D.violates the entire agreement.
Q:
Fact Pattern 24-2
Bertram, Claudia, and Dynah form Eat Local, Inc., a closely held corporation, and agree to restrict the transfer of its stock to anyone else. The agreement provides that if one of the shareholders dies, his or her shares of stock in Eat Local will be divided to maintain the proportionate control of the survivors.
Refer to Fact Pattern 24-2. A reasonable purpose for a stock transfer restriction in a closely held corporation, like the agreement between Bertram, Claudia, and Dynah, is
A.a desire to limit the participation of outsiders in the firm.
B.a goal to restrain insiders from taking advantage of their position.
C.an attempt to restrain the free flow of commerce among investors.
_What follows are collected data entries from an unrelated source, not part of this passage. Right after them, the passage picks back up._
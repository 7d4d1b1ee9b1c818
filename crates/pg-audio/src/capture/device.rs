use cpal::traits::{DeviceTrait, HostTrait, StreamTrait};
use cpal::{FromSample, Sample, SampleFormat, SizedSample};

use crate::capture::{ActiveCapture, CaptureBackend, CaptureConfig};
use crate::channel::FrameSink;
use crate::error::CaptureError;

/// Audio capture via cpal, default input device of the default host.
///
/// Native channel count is down-mixed to mono inside the callback. The
/// requested sample rate is used when the device supports it, otherwise the
/// device default; frames carry the rate actually delivered.
#[derive(Clone, Copy, Debug, Default)]
pub struct CpalBackend;

struct CpalCapture {
    _stream: cpal::Stream,
    sample_rate: u32,
}

impl ActiveCapture for CpalCapture {
    fn sample_rate(&self) -> u32 {
        self.sample_rate
    }
}

impl CaptureBackend for CpalBackend {
    fn name(&self) -> &'static str {
        "cpal"
    }

    fn open(
        &self,
        config: &CaptureConfig,
        mut sink: FrameSink,
    ) -> Result<Box<dyn ActiveCapture>, CaptureError> {
        let host = cpal::default_host();
        let device = host.default_input_device().ok_or_else(|| {
            CaptureError::DeviceUnavailable(format!(
                "pas de périphérique d'entrée sur l'hôte {:?}",
                host.id()
            ))
        })?;
        if let Ok(name) = device.name() {
            log::debug!("Périphérique d'entrée : {name}");
        }

        let supported = pick_config(&device, config.sample_rate)?;
        let sample_format = supported.sample_format();
        let stream_config: cpal::StreamConfig = supported.into();
        let sample_rate = stream_config.sample_rate.0;
        if sample_rate != config.sample_rate {
            log::warn!(
                "{}Hz non supporté par le périphérique, capture @ {sample_rate}Hz",
                config.sample_rate
            );
        }
        sink.set_sample_rate(sample_rate);

        let stream = match sample_format {
            SampleFormat::F32 => build_stream::<f32>(&device, &stream_config, sink),
            SampleFormat::I16 => build_stream::<i16>(&device, &stream_config, sink),
            SampleFormat::U16 => build_stream::<u16>(&device, &stream_config, sink),
            SampleFormat::I32 => build_stream::<i32>(&device, &stream_config, sink),
            other => {
                return Err(CaptureError::BackendError(format!(
                    "format d'échantillon non supporté : {other:?}"
                )));
            }
        }
        .map_err(|e| match e {
            cpal::BuildStreamError::DeviceNotAvailable => {
                CaptureError::DeviceUnavailable(e.to_string())
            }
            other => CaptureError::BackendError(other.to_string()),
        })?;

        stream
            .play()
            .map_err(|e| CaptureError::BackendError(e.to_string()))?;

        Ok(Box::new(CpalCapture {
            _stream: stream,
            sample_rate,
        }))
    }
}

/// Prefer a config at the requested rate, fall back to the device default.
fn pick_config(
    device: &cpal::Device,
    sample_rate: u32,
) -> Result<cpal::SupportedStreamConfig, CaptureError> {
    let wanted = cpal::SampleRate(sample_rate);
    if let Ok(ranges) = device.supported_input_configs() {
        let mut candidates: Vec<_> = ranges
            .filter(|r| r.min_sample_rate() <= wanted && wanted <= r.max_sample_rate())
            .collect();
        // f32 first, then fewest channels
        candidates.sort_by_key(|r| (r.sample_format() != SampleFormat::F32, r.channels()));
        if let Some(range) = candidates.into_iter().next() {
            return Ok(range.with_sample_rate(wanted));
        }
    }

    device.default_input_config().map_err(|e| match e {
        cpal::DefaultStreamConfigError::DeviceNotAvailable => {
            CaptureError::DeviceUnavailable(e.to_string())
        }
        other => CaptureError::BackendError(other.to_string()),
    })
}

fn build_stream<T>(
    device: &cpal::Device,
    config: &cpal::StreamConfig,
    mut sink: FrameSink,
) -> Result<cpal::Stream, cpal::BuildStreamError>
where
    T: SizedSample + Send + 'static,
    f32: FromSample<T>,
{
    let channels = usize::from(config.channels);
    device.build_input_stream(
        config,
        move |data: &[T], _: &cpal::InputCallbackInfo| {
            sink.push_interleaved_with(data, channels, |s: T| s.to_sample::<f32>());
        },
        |err| {
            log::error!("Audio stream error: {err}");
        },
        None,
    )
}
D.a wish to restrict the transfer of the shareholders' physical assets.
Q:
Gelato Ice, Inc., is incorporated in the state of New Jersey and is doing business in the state of New York. In New York, Gelato is properly referred to as
A.a domestic corporation.
B.a foreign corporation.
C.an alien corporation.
D.a de jure corporation.
Q:
Raw Resources Corporation authorizes Stefan, its employee, to oversee its mining operation. In the course of this employment, Stefan commits a tort. Liability for this tort most likely rests with
A.neither Raw Resources nor Stefan.
B.Raw Resources and Stefan.
C.Raw Resources but not Stefan.
D.Stefan but not Raw Resources.
Q:
Fact Pattern 24-1
Mountaintop Clearview Corporation authorizes Niles, its employee, to oversee its timber operation. In the course of his employment, Niles disposes of the operation's waste illegally. Orson is a Mountaintop shareholder.
Refer to Fact Pattern 24-1. Liability for Niles's act most likely rests with Orson to
A.no extent.
B.the proportionate extent of the number of shares Orson owns.
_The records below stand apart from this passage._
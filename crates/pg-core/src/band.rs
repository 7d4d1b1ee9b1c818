use serde::{Deserialize, Serialize};

use crate::error::CoreError;

/// Les trois bandes de fréquence suivies par le moteur.
///
/// # Example
/// ```
/// use pg_core::band::FrequencyBand;
/// assert_eq!(FrequencyBand::ALL.len(), 3);
/// assert_eq!(FrequencyBand::Mid.default_range().low_hz, 250.0);
/// ```
#[derive(Clone, Copy, Debug, PartialEq, Eq, Hash)]
pub enum FrequencyBand {
    /// 20–250 Hz.
    Bass,
    /// 250–4000 Hz.
    Mid,
    /// 4000–20000 Hz.
    High,
}

impl FrequencyBand {
    /// All bands, lowest first.
    pub const ALL: [Self; 3] = [Self::Bass, Self::Mid, Self::High];

    /// Default `(low_hz, high_hz)` range of the band.
    #[must_use]
    pub const fn default_range(self) -> BandRange {
        match self {
            Self::Bass => BandRange::new(20.0, 250.0),
            Self::Mid => BandRange::new(250.0, 4000.0),
            Self::High => BandRange::new(4000.0, 20000.0),
        }
    }

    /// Lowercase name, used in logs and config errors.
    #[must_use]
    pub const fn name(self) -> &'static str {
        match self {
            Self::Bass => "bass",
            Self::Mid => "mid",
            Self::High => "high",
        }
    }
}

/// Closed frequency interval `[low_hz, high_hz]`.
#[derive(Clone, Copy, Debug, PartialEq, Deserialize, Serialize)]
pub struct BandRange {
    /// Lower edge in Hz (inclusive).
    pub low_hz: f64,
    /// Upper edge in Hz (inclusive).
    pub high_hz: f64,
}

impl BandRange {
    /// Build a range from its two edges.
    #[must_use]
    pub const fn new(low_hz: f64, high_hz: f64) -> Self {
        Self { low_hz, high_hz }
    }

    /// `true` if `freq` lies within the closed interval.
    #[inline(always)]
    #[must_use]
    pub fn contains(&self, freq: f64) -> bool {
        freq >= self.low_hz && freq <= self.high_hz
    }
}

/// Découpage bass / mid / high utilisé par l'analyseur.
///
/// Les trois plages doivent être contiguës : `bass.high_hz == mid.low_hz`
/// et `mid.high_hz == high.low_hz`.
///
/// # Example
/// ```
/// use pg_core::band::BandLayout;
/// let layout = BandLayout::default();
/// assert!(layout.validate().is_ok());
/// assert_eq!(layout.bass.high_hz, layout.mid.low_hz);
/// ```
#[derive(Clone, Copy, Debug, PartialEq, Deserialize, Serialize)]
pub struct BandLayout {
    /// Bass range.
    pub bass: BandRange,
    /// Mid range.
    pub mid: BandRange,
    /// High range.
    pub high: BandRange,
}

impl Default for BandLayout {
    fn default() -> Self {
        Self {
            bass: FrequencyBand::Bass.default_range(),
            mid: FrequencyBand::Mid.default_range(),
            high: FrequencyBand::High.default_range(),
        }
    }
}

impl BandLayout {
    /// Range configured for `band`.
    #[must_use]
    pub fn range(&self, band: FrequencyBand) -> BandRange {
        match band {
            FrequencyBand::Bass => self.bass,
            FrequencyBand::Mid => self.mid,
            FrequencyBand::High => self.high,
        }
    }

    /// The three ranges in band order, for direct iteration.
    #[must_use]
    pub fn ranges(&self) -> [BandRange; 3] {
        [self.bass, self.mid, self.high]
    }

    /// Check that every range is well-formed and the layout has no gap or overlap.
    ///
    /// # Errors
    /// Returns [`CoreError::Config`] for an inverted or negative range and
    /// [`CoreError::NonContiguousBands`] when adjacent bands do not touch.
    pub fn validate(&self) -> Result<(), CoreError> {
        for band in FrequencyBand::ALL {
            let r = self.range(band);
            if !(r.low_hz.is_finite() && r.high_hz.is_finite()) || r.low_hz < 0.0 {
                return Err(CoreError::Config(format!(
                    "bande {} : bornes invalides ({}, {})",
                    band.name(),
                    r.low_hz,
                    r.high_hz
                )));
            }
            if r.low_hz >= r.high_hz {
                return Err(CoreError::Config(format!(
                    "bande {} : low_hz ({}) doit être < high_hz ({})",
                    band.name(),
                    r.low_hz,
                    r.high_hz
                )));
            }
        }

        for pair in FrequencyBand::ALL.windows(2) {
            let (lower, upper) = (pair[0], pair[1]);
            let (lo, up) = (self.range(lower), self.range(upper));
            #[allow(clippy::float_cmp)]
            if lo.high_hz != up.low_hz {
                return Err(CoreError::NonContiguousBands {
                    lower: lower.name(),
                    lower_high: lo.high_hz,
                    upper: upper.name(),
                    upper_low: up.low_hz,
                });
            }
        }
        Ok(())
    }
}

#[cfg(test)]
mod tests {
    use super::*;

    #[test]
    #[allow(clippy::float_cmp)]
    fn default_bands_are_contiguous() {
        let layout = BandLayout::default();
        assert_eq!(layout.bass.high_hz, layout.mid.low_hz);
        assert_eq!(layout.mid.high_hz, layout.high.low_hz);
        assert!(layout.validate().is_ok());
    }

    #[test]
    fn default_ranges_match_band_enum() {
        let layout = BandLayout::default();
        for band in FrequencyBand::ALL {
            assert_eq!(layout.range(band), band.default_range());
        }
    }

    #[test]
    fn gap_between_bands_is_rejected() {
        let layout = BandLayout {
            mid: BandRange::new(300.0, 4000.0),
            ..BandLayout::default()
        };
        assert!(matches!(
            layout.validate(),
            Err(CoreError::NonContiguousBands { lower: "bass", upper: "mid", .. })
        ));
    }

    #[test]
    fn inverted_range_is_rejected() {
        let layout = BandLayout {
            high: BandRange::new(4000.0, 3000.0),
            ..BandLayout::default()
        };
        assert!(matches!(layout.validate(), Err(CoreError::Config(_))));
    }

    #[test]
    fn range_edges_are_inclusive() {
        let r = BandRange::new(20.0, 250.0);
        assert!(r.contains(20.0));
        assert!(r.contains(250.0));
        assert!(!r.contains(250.1));
        assert!(!r.contains(19.9));
    }
}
C.the amount of Orson's investment in the firm.
D.the full extent.
Q:
Fact Pattern 24-1
Mountaintop Clearview Corporation authorizes Niles, its employee, to oversee its timber operation. In the course of his employment, Niles disposes of the operation's waste illegally. Orson is a Mountaintop shareholder.
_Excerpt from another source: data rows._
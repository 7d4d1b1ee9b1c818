use std::io::Write;
use std::sync::Arc;
use std::sync::atomic::{AtomicBool, Ordering};
use std::time::{Duration, Instant};

use anyhow::Result;
use clap::Parser;
use pg_audio::capture::synthetic::{SyntheticBackend, Waveform};
use pg_audio::capture::{self, CaptureBackend, NullBackend};
use pg_audio::engine::{Engine, StartResult};
use pg_core::config::EngineConfig;

pub mod cli;
pub mod meter;

use cli::BackendChoice;

fn main() -> Result<()> {
    // 1. Parser CLI
    let cli = cli::Cli::parse();

    // 2. Initialiser le logging
    env_logger::Builder::new()
        .filter_level(cli.log_level.parse().unwrap_or(log::LevelFilter::Warn))
        .init();

    // 3. Charger la config et choisir le backend
    let config = resolve_config(&cli)?;
    let backend = make_backend(&cli.backend_choice()?)?;

    // 4. Ctrl-C : demande d'arrêt propre
    let running = Arc::new(AtomicBool::new(true));
    let flag = Arc::clone(&running);
    ctrlc::set_handler(move || flag.store(false, Ordering::Relaxed))?;

    // 5. Démarrer le moteur
    let engine = Engine::with_backend(config, backend);
    match engine.start() {
        StartResult::Started => log::info!("Capture active"),
        StartResult::Unavailable => {
            log::warn!("Aucune entrée audio : affichage des niveaux neutres.");
        }
        StartResult::Error(reason) => anyhow::bail!("Démarrage audio impossible : {reason}"),
    }

    // 6. Boucle d'affichage
    let result = run_meters(&engine, &cli, &running);

    // 7. Arrêter le moteur (TOUJOURS, même en cas d'erreur)
    engine.stop();
    let stats = engine.stats();
    println!();
    log::info!(
        "Frames traitées : {}, perdues : {}, en erreur : {}",
        stats.frames_processed,
        stats.frames_dropped,
        stats.frames_failed
    );

    result
}

/// Poll the engine at `--fps` and redraw the meter line until stopped.
fn run_meters(engine: &Engine, cli: &cli::Cli, running: &AtomicBool) -> Result<()> {
    let period = Duration::from_secs_f64(1.0 / f64::from(cli.fps.clamp(1, 240)));
    let deadline = (cli.duration > 0).then(|| Instant::now() + Duration::from_secs(cli.duration));
    let mut stdout = std::io::stdout().lock();

    while running.load(Ordering::Relaxed) {
        if deadline.is_some_and(|d| Instant::now() >= d) {
            break;
        }
        let line = meter::render_line(&engine.snapshot(), cli.width);
        write!(stdout, "\r{line}")?;
        stdout.flush()?;
        std::thread::sleep(period);
    }
    Ok(())
}

fn make_backend(choice: &BackendChoice) -> Result<Arc<dyn CaptureBackend>> {
    Ok(match choice {
        BackendChoice::Mic => capture::default_backend(),
        BackendChoice::Synthetic { tone_hz } => Arc::new(SyntheticBackend::new(Waveform::Pulse {
            freq_hz: *tone_hz,
            amplitude: 0.8,
            period_frames: 22,
        })),
        #[cfg(feature = "file")]
        BackendChoice::File(path) => Arc::new(pg_audio::capture::file::FileBackend::new(path)),
        #[cfg(not(feature = "file"))]
        BackendChoice::File(_) => {
            anyhow::bail!("Lecture de fichier non compilée (feature \"file\").")
        }
        BackendChoice::Null => Arc::new(NullBackend),
    })
}

/// Load --config, or fall back to defaults when the file does not exist.
fn resolve_config(cli: &cli::Cli) -> Result<EngineConfig> {
    if cli.config.exists() {
        pg_core::config::load_config(&cli.config)
    } else {
        log::warn!(
            "Config introuvable : {}. Utilisation des défauts.",
            cli.config.display()
        );
        Ok(EngineConfig::default())
    }
}

#[cfg(test)]
mod tests {
    use super::*;

    #[test]
    fn shipped_config_matches_defaults() {
        let config = pg_core::config::parse_config(include_str!("../../../config/default.toml"))
            .expect("default.toml");
        assert_eq!(config, EngineConfig::default());
    }

    #[test]
    fn missing_config_falls_back_to_defaults() {
        let cli = cli::Cli::parse_from(["pulsegrid", "--config", "/nonexistent/pulsegrid.toml"]);
        assert_eq!(resolve_config(&cli).ok(), Some(EngineConfig::default()));
    }

    #[test]
    fn null_backend_is_unavailable() {
        let backend = make_backend(&BackendChoice::Null).expect("backend");
        let engine = Engine::with_backend(EngineConfig::default(), backend);
        assert_eq!(engine.start(), StartResult::Unavailable);
    }
}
Refer to Fact Pattern 24-1. With respect to Mountaintop and Niles, liability for this crime most likely rests with
A.neither Mountaintop nor Niles.
B.Mountaintop and Niles.
C.Mountaintop only.
D.Niles only.
Q:
Ivy and Justin want to form and do business as Kayak Adventures Corporation. A corporation can be owned by
A.natural persons only.
B.artificial persons only.
C.artificial or natural persons.
D.neither "artificial" nor "natural" persons.
Q:
Inez and Jason are the shareholders and directors of Kleen Kustodial Corporation. Lily and Moe are Kleen's officers. As in other corporations, the responsibility for the overall management of Kleen rests with
A.the board of directors.
B.the officers.
C.the owners.
D.the shareholders.
Q:
Felicity and Gideon want to form and do business as Home Healthcare Corporation. A corporation is
A.a natural being.
B.a tangible thing.
C.an artificial person.
D.a visible radiance.
Q:
In some circumstances, a shareholder may petition a court to have the corporation dissolved.
Q:
The state can bring an action to dissolve a corporation that has failed to pay its annual taxes.
Q:
When a corporation is dissolved voluntarily, the corporation must file articles of dissolution with the state.